Potentiale zur energetischen Nutzung von Biomasse in der ... - EPFL

Anhang 39
Bundesamt für Energie BFE
Anhang 10: Fuel Alcohol: Technology status and perspectives
Introduction
Generalities
In the present context of depleting fossil reserves, crude oil promises to be gradually scarcer and more
expensive in future. Even in the most pessimistic scenarios, nevertheless, the price of oil would never
exceed a certain limit, which would be the cost of substitution by another energy resource such as
coal, nuclear energy, gas, electricity or even bituminous shale. This argument, however, does not
apply to the case of transportation, as for yet many decades, vehicle fuels shall be in liquid form, with
a high energy density.

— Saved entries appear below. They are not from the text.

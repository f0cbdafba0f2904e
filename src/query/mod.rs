//! Paginated query and change feed iteration over partition key ranges.

mod change_feed;
mod iterator;
pub mod order;
mod state;

pub use change_feed::ChangeFeedCursor;
pub use iterator::QueryIterator;
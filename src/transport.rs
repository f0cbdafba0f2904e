//! The network boundary consumed by the query core.

use async_trait::async_trait;

use crate::error::QueryResult;
use crate::models::{CollectionLink, Page, PartitionKey, PartitionKeyRange, QueryPlan};

/// Where a change feed read starts within a range.
#[derive(Debug, Clone, PartialEq, Eq)]
pub enum ChangeFeedStart {
    /// Only changes made after this request.
    Now,
    /// The earliest retained change.
    Beginning,
    /// Changes after the given etag.
    Etag(String),
}

/// What a feed request reads.
#[derive(Debug, Clone, PartialEq)]
pub enum FeedKind {
    Query {
        text: String,
        continuation: Option<String>,
        populate_query_metrics: bool,
    },
    ChangeFeed {
        start: ChangeFeedStart,
    },
}

/// A single-range read: one query page or one change feed poll.
#[derive(Debug, Clone, PartialEq)]
pub struct FeedRequest {
    pub collection: CollectionLink,
    pub range_id: String,
    pub kind: FeedKind,
    pub max_item_count: u32,
    /// Restricts results to documents with this partition key.
    pub partition_key: Option<PartitionKey>,
}

impl FeedRequest {
    pub fn is_change_feed(&self) -> bool {
        matches!(self.kind, FeedKind::ChangeFeed { .. })
    }
}

/// Raw request/response transport to the database service.
///
/// Implementations must be safe to call concurrently; the core fans out
/// per-range reads in parallel.
#[async_trait]
pub trait Transport: Send + Sync {
    /// Fetches the logical plan for a cross-partition query.
    async fn query_plan(&self, collection: &CollectionLink, query: &str) -> QueryResult<QueryPlan>;

    /// Lists the collection's current partition key ranges.
    async fn partition_key_ranges(
        &self,
        collection: &CollectionLink,
    ) -> QueryResult<Vec<PartitionKeyRange>>;

    /// Reads one page from one range.
    async fn read_feed(&self, request: &FeedRequest) -> QueryResult<Page>;
}
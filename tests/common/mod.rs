//! Common test utilities.

#![allow(dead_code)]

use serde_json::Value;
use std::sync::atomic::{AtomicU64, Ordering};
use std::sync::Arc;

use cosmos_pager::{
    CollectionLink, CountingExecutor, DirectExecutor, Document, Emulator, FeedClient,
    RequestExecutor, RetryPolicy, RetryingExecutor,
};

/// Ranges in the default test collection.
pub const RANGES: u32 = 5;

/// Attempts per request in the default test executor.
pub const MAX_ATTEMPTS: u32 = 3;

/// An emulator with one collection and a client whose every attempt is counted.
pub struct TestEnv {
    pub emulator: Arc<Emulator>,
    pub link: CollectionLink,
    pub client: FeedClient,
    pub calls: Arc<AtomicU64>,
}

impl TestEnv {
    /// Creates a collection with [`RANGES`] ranges partitioned on `/pk`.
    pub fn new() -> Self {
        Self::with_ranges(RANGES)
    }

    pub fn with_ranges(ranges: u32) -> Self {
        Self::with_executor(ranges, |calls| {
            Arc::new(RetryingExecutor::with_inner(
                RetryPolicy::immediate(MAX_ATTEMPTS),
                CountingExecutor::with_counter(DirectExecutor, calls),
            ))
        })
    }

    /// Creates the environment with a custom executor built around the shared counter.
    pub fn with_executor(
        ranges: u32,
        executor: impl FnOnce(Arc<AtomicU64>) -> Arc<dyn RequestExecutor>,
    ) -> Self {
        let emulator = Arc::new(Emulator::new());
        let link = emulator
            .create_collection("testdb", "testcoll", "/pk", ranges)
            .unwrap();
        let calls = Arc::new(AtomicU64::new(0));
        let client = FeedClient::builder(emulator.clone())
            .executor(executor(calls.clone()))
            .build();

        Self {
            emulator,
            link,
            client,
            calls,
        }
    }

    /// The collection link as callers pass it.
    pub fn link(&self) -> String {
        self.link.to_string()
    }

    /// Requests issued through the client since the last reset.
    pub fn calls(&self) -> u64 {
        self.calls.load(Ordering::SeqCst)
    }

    pub fn reset_calls(&self) {
        self.calls.store(0, Ordering::SeqCst);
    }

    /// Creates a document in the test collection.
    pub fn create(&self, value: Value) -> Document {
        self.emulator.create_item(&self.link, doc(value)).unwrap()
    }

    /// Creates `count` documents with ids `doc-<i>`, numeric field `n` and
    /// partition keys spread over `keys` values.
    pub fn seed(&self, count: usize, keys: usize) -> Vec<Document> {
        (0..count)
            .map(|i| {
                self.create(serde_json::json!({
                    "id": format!("doc-{}", i),
                    "pk": format!("pk-{}", i % keys.max(1)),
                    "n": (i * 7) % count.max(1),
                }))
            })
            .collect()
    }
}

/// Converts a JSON object literal into a document.
pub fn doc(value: Value) -> Document {
    value.as_object().cloned().expect("document must be a JSON object")
}

/// Ids of the documents, in order.
pub fn ids(documents: &[Document]) -> Vec<String> {
    documents
        .iter()
        .map(|d| d["id"].as_str().unwrap_or_default().to_string())
        .collect()
}

/// Ids sorted, for order-independent comparisons.
pub fn sorted_ids(documents: &[Document]) -> Vec<String> {
    let mut ids = ids(documents);
    ids.sort();
    ids
}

Hence, the dependence of the sector on oil is likely to remain strong, whatever
its price will be, if no alternative is developed.
Ethanol has an authentic history as a vehicle fuel and actually dates back to the debut of the
automobile industry (1876: first combustion engine running on ethanol and gasoline; 1908: Ford's
Model T designed to operate with any mixture of alcohol and gasoline). Since the beginning of the
20 th
century, ethanol has been used on and off, being essentially considered as an alternative to
conventional gasoline in periods of uncertainty. The safeguarding of supplies was most often the
factor determining the use of alcohol. This argument has more recently tended to slip into the
background in favour of the environmental potential that bio-based alcohols provide.
The first major fuel-ethanol programme (Pro-Alcohol) started in Brazil in 1975, followed by similar
programmes in the USA in 1978 and more recently in several European countries. Although many
countries produce ethanol for fuel and other purposes, major production has only occurred in those
countries with especially favourable agricultural and economic conditions.
The blending of small amounts of alcohols or ethers is a method which could be used to quickly
introduce alcohols on a large scale. The use of ethers (typically MTBE and ETBE) involves few or no
changes to conventional gasoline. Several oxygenates (alcohols and ethers) are already available on
the market as components for blending into gasoline. One factor limiting the blending of ethanol into
gasoline has been the hesitation of car manufacturers over providing guarantees for such running.
However, a change is in the way, as modern vehicles have greater fuel flexibility and many
manufacturers are now prepared to provide guarantees for ethanol blends of up to 10%.
The various uses of fuel-ethanol have been widely investigated and its large scale utilization put into
practise successfully in several countries. According to various sources, bioethanol represents one of
the best short-term alternatives to fossil fuels in the transportation sector, in terms of sustainability.
Today, more and more countries around the world are considering the introduction of ethanol in the
vehicle fuels market as a serious option for the very near future.
In practical terms, fuel-ethanol is used in a variety of ways. Today, the major use of ethanol is as an
oxygenated fuel additive. In the US, today, practically all of the ethanol sold is used in a mixture of
10% (vol.) alcohol with gasoline, or so-called “gasohol” (also commonly referred to as E10), which
accounts for approximately 15% of all light-vehicle fuels sold in the country. The European Union has
recommended a 5% admixture of ethanol in all gasoline for internal combustion engines before
2010. As an additive, ethanol must compete with methanol and two petroleum derivatives, namely
methyl and ethyl tertiary-butyl ether (MTBE and ETBE, respectively). The latter is made from ethanol
and both ethers are preferred by the petroleum industry, although MTBE pollution is causing concern
because of its toxic and alleged carcinogenic properties.